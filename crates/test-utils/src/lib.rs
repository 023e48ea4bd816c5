pub mod builders;
pub mod recorder;

use std::sync::Once;
use tracing_subscriber::{fmt, EnvFilter};

static INIT: Once = Once::new();

/// Initialise tracing for tests.
///
/// - Uses `with_test_writer()`, so logs are captured per-test.
/// - The Rust test harness only prints captured output for **failing** tests
///   (unless you run with `-- --nocapture`).
///
/// Enable levels with e.g.:
/// `RUST_LOG=debug cargo test`
pub fn init_tracing() {
    INIT.call_once(|| {
        let filter =
            EnvFilter::try_from_default_env().unwrap_or_else(|_| EnvFilter::new("info"));

        fmt()
            .with_env_filter(filter)
            .with_test_writer() // print only for failing tests unless --nocapture
            .with_target(true)
            .init();
    });
}
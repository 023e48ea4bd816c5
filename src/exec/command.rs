// src/exec/command.rs

//! Shell command work used by the `taskdag` binary.

use std::process::Command;
use std::time::{Duration, Instant};

use anyhow::{Context, Result, bail};
use tracing::info;

use crate::exec::Work;

/// Result of one successfully completed command.
#[derive(Debug, Clone, PartialEq, Eq)]
pub struct TaskReport {
    pub name: String,
    pub cmd: String,
    pub exit_code: i32,
    pub elapsed: Duration,
}

/// Runs `cmd` through the platform shell and waits for it to exit.
///
/// Stdout and stderr are inherited so that task output appears directly in
/// the terminal. A non-zero exit status is a failure.
#[derive(Debug, Clone)]
pub struct ShellCommand {
    pub name: String,
    pub cmd: String,
}

impl ShellCommand {
    pub fn new(name: impl Into<String>, cmd: impl Into<String>) -> Self {
        Self {
            name: name.into(),
            cmd: cmd.into(),
        }
    }

    fn build(&self) -> Command {
        if cfg!(windows) {
            let mut c = Command::new("cmd");
            c.arg("/C").arg(&self.cmd);
            c
        } else {
            let mut c = Command::new("sh");
            c.arg("-c").arg(&self.cmd);
            c
        }
    }
}

impl Work<(), TaskReport> for ShellCommand {
    fn run(&self, _input: &()) -> Result<TaskReport> {
        info!(task = %self.name, cmd = %self.cmd, "starting task process");
        let started = Instant::now();

        let status = self
            .build()
            .status()
            .with_context(|| format!("spawning process for task '{}'", self.name))?;

        let elapsed = started.elapsed();
        let code = status.code().unwrap_or(-1);

        info!(
            task = %self.name,
            exit_code = code,
            success = status.success(),
            elapsed_ms = elapsed.as_millis() as u64,
            "task process exited"
        );

        if !status.success() {
            bail!("command `{}` exited with code {}", self.cmd, code);
        }

        Ok(TaskReport {
            name: self.name.clone(),
            cmd: self.cmd.clone(),
            exit_code: code,
            elapsed,
        })
    }
}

========================

Copy every entry above word for word.

filename crates/test-utils/src/lib.rs
repository 023e48ea4bd816c5
pub mod builders;
pub mod recorder;

use std::sync::Once;
use tracing_subscriber::{fmt, EnvFilter};

static INIT: Once = Once::new();

/// Initialise tracing for tests.
///
/// - Uses `with_test_writer()`, so logs are captured per-test.
/// - The Rust test harness only prints captured output for **failing** tests
///   (unless you run with `-- --nocapture`).
///
/// Enable levels with e.g.:
/// `RUST_LOG=debug cargo test`
pub fn init_tracing() {
    INIT.call_once(|| {
        let filter =
            EnvFilter::try_from_default_env().unwrap_or_else(|_| EnvFilter::new("info"));

        fmt()
            .with_env_filter(filter)
            .with_test_writer() // print only for failing tests unless --nocapture
            .with_target(true)
            .init();
    });
}
repository 023e48ea4bd816c5
filename src/exec/command.rs
// src/exec/command.rs

//! Shell command work used by the `taskdag` binary.

use std::process::Command;
use std::time::{Duration, Instant};

use anyhow::{Context, Result, bail};
use tracing::info;

use crate::exec::Work;

/// Result of one successfully completed command.
#[derive(Debug, Clone, PartialEq, Eq)]
pub struct TaskReport {
    pub name: String,
    pub cmd: String,
    pub exit_code: i32,
    pub elapsed: Duration,
}

/// Runs `cmd` through the platform shell and waits for it to exit.
///
/// Stdout and stderr are inherited so that task output appears directly in
/// the terminal. A non-zero exit status is a failure.
#[derive(Debug, Clone)]
pub struct ShellCommand {
    pub name: String,
    pub cmd: String,
}

impl ShellCommand {
    pub fn new(name: impl Into<String>, cmd: impl Into<String>) -> Self {
        Self {
            name: name.into(),
            cmd: cmd.into(),
        }
    }

    fn build(&self) -> Command {
        if cfg!(windows) {
            let mut c = Command::new("cmd");
            c.arg("/C").arg(&self.cmd);
            c
        } else {
            let mut c = Command::new("sh");
            c.arg("-c").arg(&self.cmd);
            c
        }
    }
}

impl Work<(), TaskReport> for ShellCommand {
    fn run(&self, _input: &()) -> Result<TaskReport> {
        info!(task = %self.name, cmd = %self.cmd, "starting task process");
        let started = Instant::now();

        let status = self
            .build()
            .status()
            .with_context(|| format!("spawning process for task '{}'", self.name))?;

        let elapsed = started.elapsed();
        let code = status.code().unwrap_or(-1);

        info!(
            task = %self.name,
            exit_code = code,
            success = status.success(),
            elapsed_ms = elapsed.as_millis() as u64,
            "task process exited"
        );

        if !status.success() {
            bail!("command `{}` exited with code {}", self.cmd, code);
        }

        Ok(TaskReport {
            name: self.name.clone(),
            cmd: self.cmd.clone(),
            exit_code: code,
            elapsed,
        })
    }
}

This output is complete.